As I stood that morning on the wooden bridge atop Jackson Creek I realized that God was using the bridge as a prop for a teaching moment. I was understanding that it is important to let God be the One Who decides where we are to make the various crossings of life. A lot of us have gotten impatient and plunged prematurely into the underbrush of life, sloshed across the creek in our own power, slipped on slimy rocks and then came out the other side and exclaimed, ”I made it!” But for the next season of our life we were a lousy advertisement for the glory of God because we were covered in spiritual poison oak and our jeans were soaked and mud-smeared.

Making a crossing with God should resemble the life of Shadrach, Meshach and Abednego when they came out of the fiery furnace in Daniel 3, “They didn't even smell of smoke” the scriptures tell us. When we make a God- crossing we won't smell like the things that stood in our way.

God builds bridges, and makes a supernatural ways across challenging chasms, from the perspective of eternity. God-crossings are planned in eternity and then constructed at just the right moment in our time and space. His bridge appears when no bridge is seen. The key for us is to follow His presence. His presence will always lead us to His bridge. When Israel crossed into the Promise Land the Jordan was a raging river. The way across did not seem possible, or even appear, until the priests stepped out over the rushing waters then they parted.
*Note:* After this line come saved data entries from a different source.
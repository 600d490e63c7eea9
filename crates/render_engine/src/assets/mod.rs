//! Asset loading
//!
//! Decoders for images, HDR panoramas and glTF models, plus an
//! [`AssetLoader`] that runs them off the main thread and hands results back
//! to completion callbacks during [`AssetLoader::poll`].

pub mod gltf_loader;
pub mod image_loader;
pub mod loader;

pub use gltf_loader::{Model, ModelMaterial, ModelNode, ModelPrimitive};
pub use image_loader::{HdrImage, ImageData};
pub use loader::{AssetLoader, LoadId, LoadedAsset, TextureSink};

use std::path::{Path, PathBuf};

use thiserror::Error;

/// Asset loading errors
#[derive(Debug, Error)]
pub enum AssetError {
    /// The file could not be read
    #[error("Failed to read {}: {source}", .path.display())]
    Io {
        /// File that failed
        path: PathBuf,
        /// Underlying error
        #[source]
        source: std::io::Error,
    },

    /// The file was read but could not be decoded as an image
    #[error("Failed to decode image {}: {source}", .path.display())]
    Image {
        /// File that failed
        path: PathBuf,
        /// Underlying error
        #[source]
        source: image::ImageError,
    },

    /// The glTF document or its buffers could not be imported
    #[error("Failed to load glTF {}: {source}", .path.display())]
    Gltf {
        /// File that failed
        path: PathBuf,
        /// Underlying error
        #[source]
        source: gltf::Error,
    },

    /// A model decoded but its contents are unusable
    #[error("Invalid asset data in {}: {reason}", .path.display())]
    InvalidData {
        /// File that failed
        path: PathBuf,
        /// What was wrong
        reason: String,
    },

    /// A load finished with a different asset kind than requested
    #[error("Expected {expected} from {}, got {found}", .path.display())]
    UnexpectedAsset {
        /// File that was loaded
        path: PathBuf,
        /// Requested kind
        expected: &'static str,
        /// Delivered kind
        found: &'static str,
    },

    /// The background worker ended without delivering a result
    #[error("Loader worker for {} exited without a result", .0.display())]
    WorkerDisconnected(PathBuf),
}

impl AssetError {
    /// Replace the placeholder path of an in-memory decode with the real file
    #[must_use]
    pub fn with_path(self, path: &Path) -> Self {
        let path = path.to_path_buf();
        match self {
            Self::Io { source, .. } => Self::Io { path, source },
            Self::Image { source, .. } => Self::Image { path, source },
            Self::Gltf { source, .. } => Self::Gltf { path, source },
            Self::InvalidData { reason, .. } => Self::InvalidData { path, reason },
            Self::UnexpectedAsset { expected, found, .. } => Self::UnexpectedAsset { path, expected, found },
            Self::WorkerDisconnected(_) => Self::WorkerDisconnected(path),
        }
    }

    /// File the error refers to
    pub fn path(&self) -> &Path {
        match self {
            Self::Io { path, .. }
            | Self::Image { path, .. }
            | Self::Gltf { path, .. }
            | Self::InvalidData { path, .. }
            | Self::UnexpectedAsset { path, .. }
            | Self::WorkerDisconnected(path) => path,
        }
    }
}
What would happen if we lived like a bridge was always waiting for us even if it was not yet visible? What if we chose to step out over the flood waters of impossibility in radical obedience to His leading? It is always about trusting in His faithfulness. His bridge will always be there to catch our foot if we are truly following Him. Many people are crowding at the water's edge right now in fear that there is not a way across. But with God it is different. He is the master bridge builder. He always has a way across planned for His children.

After I finally crossed the wooden bridge over Jackson Creek I turned east and walked along its southern banks wondering where other bridges could have been built.